David Cameron makes statement in Downing Street on the death
of Margaret Thatcher. Photograph: Ray Tang/Rex Features
Some 25% rate her record as
"very good", and most of her detractors, 20% of the overall sample,
deem it to have been "very bad". Only 11% sit on the fence and say
she was "neither good nor bad", and just 5% told ICM that they did
not know.
Two-thirds, or 62%, said her example
played an important part in "changing attitudes about the role in society
that women can play", whereas only half as many – 31% – believe that she
changed little about gender relations in wider society "because she played
by men's rules".
Thatcher's death had an immediate
impact on today's political world. Ed Miliband and Nick Clegg, who had launched
their campaigns for the local elections earlier in the day, announced the
suspension of the campaigns.
Miliband struck a note of consensus
when he said: "David Cameron, Nick Clegg and myself were all shaped by the
politics of Lady Thatcher and the way she defined the politics particularly of
the 1980s."
The Labour leader acknowledged that
Thatcher was one of the few politicians to have succeeded in reshaping British
politics. "She will be remembered as a unique figure. She reshaped the
politics of a whole generation. She was Britain's first woman prime minister.
She moved the centre ground of British politics and was a huge figure on the
world stage."
Clegg said: "Margaret Thatcher
was one of the defining figures in modern British politics. Whatever side of
the political debate you stand on, no one can deny that as prime minister she
left a unique and lasting imprint on the country she served. She may have
divided opinion during her time in politics but everyone will be united today
in acknowledging the strength of her personality and the radicalism of her
politics."
But Neil Kinnock, the former Labour
leader who was comprehensively defeated by Thatcher in the 1987 general
election, broke with the consensus when he described her premiership as an
"unmitigated disaster for Britain". In a pre-recorded BBC interview,
he said: "It was an unmitigated disaster for Britain. It commenced with a
series of budget changes and use of interest rates which, combined with the fact
that oil was monumentally coming on stream, pushed the price of the pound out
of sight and succeeded in inflicting devastating harm on the productive base in
Britain. That wasn't modernisation. That was devastation."
Sir John Major, who succeeded Thatcher
as prime minister in November 1990 after a challenge to her leadership, praised
her as a remarkable leader.

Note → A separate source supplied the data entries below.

//! CLI брокера Aura
//!
//! Выпуск токенов, публикация и прослушивание топиков в общем каталоге
//! почтового ящика. Каждый запуск является отдельным процессом брокера,
//! поэтому `listen` в одном терминале получает то, что `publish`
//! отправляет из другого. Сканер ящика запускает только `listen`.

use std::path::PathBuf;

use anyhow::{bail, Context, Result};
use aura_bus::{init_logging, Broker, DiscoveryMode, Message, Settings, Token};
use clap::{Parser, Subcommand};
use tokio::sync::mpsc;

const VERSION: &str = concat!(
    env!("CARGO_PKG_VERSION"),
    " (",
    env!("AURA_GIT_COMMIT"),
    ", built ",
    env!("AURA_BUILD_TIME"),
    ")"
);

/// Аргументы командной строки.
#[derive(Parser)]
#[command(name = "aura-bus")]
#[command(author = "Aura Contributors")]
#[command(version = VERSION)]
#[command(about = "Topic-based publish/subscribe over a shared mailbox directory", long_about = None)]
#[command(propagate_version = true)]
struct Cli {
    /// Каталог почтового ящика
    #[arg(
        short,
        long,
        env = "AURA_MAILBOX_DIR",
        help = "Общий каталог почтового ящика (по умолчанию <tmp>/aura_pubsub)"
    )]
    dir: Option<PathBuf>,
    /// Файл конфигурации
    #[arg(
        short,
        long,
        help = "Файл конфигурации (toml/yaml/json); иначе AURA_CONFIG или ./aura-bus.*"
    )]
    config: Option<PathBuf>,
    /// Обнаружение новых записей через события файловой системы
    #[arg(long, help = "Следить за каталогом вместо опроса по таймеру")]
    watch: bool,
    /// Подробный вывод
    #[arg(short, long, help = "Включить подробный вывод для отладки")]
    verbose: bool,
    #[command(subcommand)]
    command: Commands,
}

#[derive(Subcommand)]
enum Commands {
    /// Операции с токенами
    #[command(subcommand)]
    Token(TokenCommands),
    /// Опубликовать сообщение
    #[command(alias = "pub")]
    Publish {
        #[arg(short, long, env = "AURA_TOKEN", help = "Токен с правом publish")]
        token: String,
        #[arg(long, help = "Конкретный топик, например tasks/new")]
        topic: String,
        #[arg(long, conflicts_with = "text", help = "Нагрузка в виде JSON")]
        data: Option<String>,
        #[arg(long, help = "Нагрузка в виде строки")]
        text: Option<String>,
    },
    /// Подписаться и печатать сообщения до Ctrl+C
    #[command(alias = "sub")]
    Listen {
        #[arg(short, long, env = "AURA_TOKEN", help = "Токен с правом subscribe")]
        token: String,
        #[arg(long, help = "Шаблон подписки, например tasks/+ или alerts/#")]
        pattern: String,
    },
    /// Показать записи, ожидающие доставки
    Pending,
}

#[derive(Subcommand)]
enum TokenCommands {
    /// Выпустить токен
    Create {
        #[arg(long, help = "Владелец токена")]
        owner: String,
        #[arg(
            short,
            long = "perm",
            required = true,
            help = "Право: '*', '<action>:*' или '<action>:<pattern>' (можно несколько)"
        )]
        permissions: Vec<String>,
    },
}

#[tokio::main]
async fn main() -> Result<()> {
    let cli = Cli::parse();

    let mut settings = match &cli.config {
        Some(path) => Settings::load_from(Some(path.as_path())),
        None => Settings::load(),
    }
    .context("failed to load configuration")?;
    if let Some(dir) = &cli.dir {
        settings.broker.mailbox_dir = dir.clone();
    }
    if cli.watch {
        settings.broker.discovery = DiscoveryMode::Watch;
    }
    if cli.verbose {
        settings.logging.level = "debug".to_string();
    }

    let logging = init_logging(settings.logging.clone())
        .map_err(|e| anyhow::anyhow!("failed to initialize logging: {e}"))?;

    // принимать сообщения нужно только `listen`; остальные команды не
    // должны забирать записи, ждущие других процессов
    let broker_config = match cli.command {
        Commands::Listen { .. } => settings.broker.clone(),
        _ => settings.broker.clone().without_scanner(),
    };
    let broker = Broker::open(broker_config).context("failed to open broker")?;
    let outcome = run(&broker, cli.command).await;

    broker.shutdown().await;
    logging.shutdown();
    outcome
}

async fn run(
    broker: &Broker,
    command: Commands,
) -> Result<()> {
    match command {
        Commands::Token(TokenCommands::Create { owner, permissions }) => {
            let token = broker.create_token(&owner, &permissions)?;
            println!("{token}");
        }
        Commands::Publish {
            token,
            topic,
            data,
            text,
        } => {
            let token = Token::from(token);
            let published = match (data, text) {
                (Some(json), _) => {
                    let value: serde_json::Value =
                        serde_json::from_str(&json).context("--data is not valid JSON")?;
                    broker.publish_json(&token, &topic, &value)
                }
                (None, Some(text)) => broker.publish(&token, &topic, text),
                (None, None) => broker.publish(&token, &topic, bytes::Bytes::new()),
            };
            if !published {
                bail!("publish to '{topic}' was rejected (see log for the reason)");
            }
            println!("published to {topic}");
        }
        Commands::Listen { token, pattern } => listen(broker, Token::from(token), &pattern).await?,
        Commands::Pending => {
            let pending = broker.pending()?;
            for handle in &pending {
                println!("{handle}");
            }
            eprintln!("{} pending record(s) in {}", pending.len(), broker.config().mailbox_dir.display());
        }
    }
    Ok(())
}

async fn listen(
    broker: &Broker,
    token: Token,
    pattern: &str,
) -> Result<()> {
    let (tx, mut rx) = mpsc::unbounded_channel::<Message>();
    let handler = move |message: Message| -> anyhow::Result<()> {
        tx.send(message)?;
        Ok(())
    };
    if !broker.subscribe(&token, pattern, handler) {
        bail!("subscribe to '{pattern}' was rejected (see log for the reason)");
    }
    eprintln!("listening on {pattern}, press Ctrl+C to stop");

    loop {
        tokio::select! {
            _ = tokio::signal::ctrl_c() => break,
            message = rx.recv() => match message {
                Some(message) => println!("{}", message.envelope()),
                None => break,
            },
        }
    }
    Ok(())
}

Major, who had a testy relationship with Thatcher
after she encouraged the Maastricht rebels in the 1990s, told the BBC: "It
is a very sad day for this country. She was a remarkable prime minister and she
did some extraordinary things. In many ways she was exactly the right prime
minister for the time she achieved that office."

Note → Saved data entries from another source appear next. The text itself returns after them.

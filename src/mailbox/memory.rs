use std::collections::BTreeMap;

use aura_error::{AuraResult, MailboxError};
use parking_lot::Mutex;

use super::{
    record::{MessageRecord, RecordHandle},
    Mailbox,
};

/// Почтовый ящик в памяти одного процесса.
///
/// Хранит закодированные байты, чтобы вести себя как файловый ящик,
/// в том числе при битых записях.
#[derive(Debug, Default)]
pub struct MemoryMailbox {
    records: Mutex<BTreeMap<RecordHandle, Vec<u8>>>,
}

impl MemoryMailbox {
    pub fn new() -> Self {
        Self::default()
    }

    /// Кладёт произвольные байты под заданным именем.
    ///
    /// Нужен, чтобы имитировать запись, оставленную другим процессом.
    pub fn insert_raw(
        &self,
        handle: RecordHandle,
        bytes: Vec<u8>,
    ) {
        self.records.lock().insert(handle, bytes);
    }

    pub fn len(&self) -> usize {
        self.records.lock().len()
    }

    pub fn is_empty(&self) -> bool {
        self.records.lock().is_empty()
    }
}

impl Mailbox for MemoryMailbox {
    fn persist(
        &self,
        record: &MessageRecord,
    ) -> AuraResult<RecordHandle> {
        let handle = record.handle();
        let bytes = record.encode()?;
        self.records.lock().insert(handle.clone(), bytes);
        Ok(handle)
    }

    fn list_pending(&self) -> AuraResult<Vec<RecordHandle>> {
        Ok(self.records.lock().keys().cloned().collect())
    }

    fn load(
        &self,
        handle: &RecordHandle,
    ) -> AuraResult<MessageRecord> {
        let records = self.records.lock();
        let bytes = records.get(handle).ok_or_else(|| MailboxError::Missing {
            name: handle.name().to_string(),
        })?;
        Ok(MessageRecord::decode(bytes, handle.name())?)
    }

    fn delete(
        &self,
        handle: &RecordHandle,
    ) -> AuraResult<bool> {
        Ok(self.records.lock().remove(handle).is_some())
    }
}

Major praised the way in which
Thatcher had managed to impose her will. "It seemed for much of the 1960s
and 1970s as though governments were inevitably blown apart by the wind
whatever happened. She changed that. She made the wind instead of being bent by
it."But he added that the Conservative party took a long time to recover
from her downfall. "Matricide is always difficult to overcome. The way in
which Margaret left, rather than being defeated in a general election, left a
big scar on the Conservative party. That scar continued to impact upon the
party internally for a very long time."
Clare Short, Labour's former
international development secretary, told the PM programme on Radio 4:
"One shouldn't speak ill of the dead and she was an old lady and she was
prime minister for a long time. Honour that. But from where I see it her record
is very bad. In inner Birmingham unemployment went through the roof, we had
riots. We never had that before. It had always been a city of full
employment."
Lord Oakeshott of Seagrove Bay, the
former Lib Dem treasury spokesman, said that Thatcher's reforms had ensured
that the current recession has been less painful. "I always fought against
Mrs Thatcher but we'd be back to three million unemployed in this recession if
she hadn't made the labour market more flexible."